▶ DATA EXTRACT:
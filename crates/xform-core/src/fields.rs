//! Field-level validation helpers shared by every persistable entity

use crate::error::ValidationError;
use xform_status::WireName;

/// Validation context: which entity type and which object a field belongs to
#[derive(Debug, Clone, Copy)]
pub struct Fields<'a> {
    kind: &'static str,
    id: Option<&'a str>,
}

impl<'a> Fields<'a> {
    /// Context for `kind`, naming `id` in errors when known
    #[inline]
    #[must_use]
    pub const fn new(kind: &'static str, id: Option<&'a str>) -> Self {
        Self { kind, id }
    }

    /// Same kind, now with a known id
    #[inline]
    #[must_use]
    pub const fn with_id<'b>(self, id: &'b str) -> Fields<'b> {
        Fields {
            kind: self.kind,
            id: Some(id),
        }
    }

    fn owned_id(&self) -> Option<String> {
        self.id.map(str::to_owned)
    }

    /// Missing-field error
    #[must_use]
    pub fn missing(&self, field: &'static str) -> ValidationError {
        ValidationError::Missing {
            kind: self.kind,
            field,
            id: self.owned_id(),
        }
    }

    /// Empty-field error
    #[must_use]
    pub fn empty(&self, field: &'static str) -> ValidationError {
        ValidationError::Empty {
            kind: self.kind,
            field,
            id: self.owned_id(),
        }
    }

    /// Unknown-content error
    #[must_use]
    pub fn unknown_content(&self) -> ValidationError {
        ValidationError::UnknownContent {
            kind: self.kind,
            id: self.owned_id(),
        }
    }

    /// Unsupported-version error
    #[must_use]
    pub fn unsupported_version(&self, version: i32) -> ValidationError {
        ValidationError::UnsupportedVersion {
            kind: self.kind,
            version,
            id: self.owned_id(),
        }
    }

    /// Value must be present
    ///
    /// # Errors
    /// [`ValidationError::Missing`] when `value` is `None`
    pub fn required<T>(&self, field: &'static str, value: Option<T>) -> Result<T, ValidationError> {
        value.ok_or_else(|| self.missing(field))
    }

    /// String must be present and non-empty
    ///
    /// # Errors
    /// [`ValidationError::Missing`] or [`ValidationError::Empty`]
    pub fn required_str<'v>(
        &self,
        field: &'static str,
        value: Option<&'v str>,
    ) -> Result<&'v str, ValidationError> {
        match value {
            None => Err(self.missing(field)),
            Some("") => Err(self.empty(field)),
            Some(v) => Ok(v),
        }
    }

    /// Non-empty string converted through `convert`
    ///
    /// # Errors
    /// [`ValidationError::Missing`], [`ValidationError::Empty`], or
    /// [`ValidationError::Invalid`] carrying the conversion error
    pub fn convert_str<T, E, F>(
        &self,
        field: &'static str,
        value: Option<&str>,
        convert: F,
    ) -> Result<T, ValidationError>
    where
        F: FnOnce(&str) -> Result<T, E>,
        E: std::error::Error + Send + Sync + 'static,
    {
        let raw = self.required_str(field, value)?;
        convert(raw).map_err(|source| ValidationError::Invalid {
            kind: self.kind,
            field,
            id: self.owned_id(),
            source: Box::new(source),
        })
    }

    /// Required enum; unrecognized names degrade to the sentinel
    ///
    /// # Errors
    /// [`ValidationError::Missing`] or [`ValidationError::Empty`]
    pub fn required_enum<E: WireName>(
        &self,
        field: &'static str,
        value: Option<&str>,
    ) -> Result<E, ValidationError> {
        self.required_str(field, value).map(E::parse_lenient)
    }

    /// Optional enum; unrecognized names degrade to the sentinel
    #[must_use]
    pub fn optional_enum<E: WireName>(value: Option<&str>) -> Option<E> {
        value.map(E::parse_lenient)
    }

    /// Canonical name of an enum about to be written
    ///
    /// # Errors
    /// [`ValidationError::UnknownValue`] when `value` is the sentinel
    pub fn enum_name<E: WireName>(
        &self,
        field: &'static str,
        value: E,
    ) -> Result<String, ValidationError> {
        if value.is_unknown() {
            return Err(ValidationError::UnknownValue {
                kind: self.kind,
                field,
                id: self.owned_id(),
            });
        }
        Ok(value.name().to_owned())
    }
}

▶ EXERCISE DETAILS:
Only the lines that hold the word "WireName" are wanted; each should be pulled from the records.

▶ RESULT BELOW:
use xform_status::WireName;
    pub fn required_enum<E: WireName>(
    pub fn optional_enum<E: WireName>(value: Option<&str>) -> Option<E> {
    pub fn enum_name<E: WireName>(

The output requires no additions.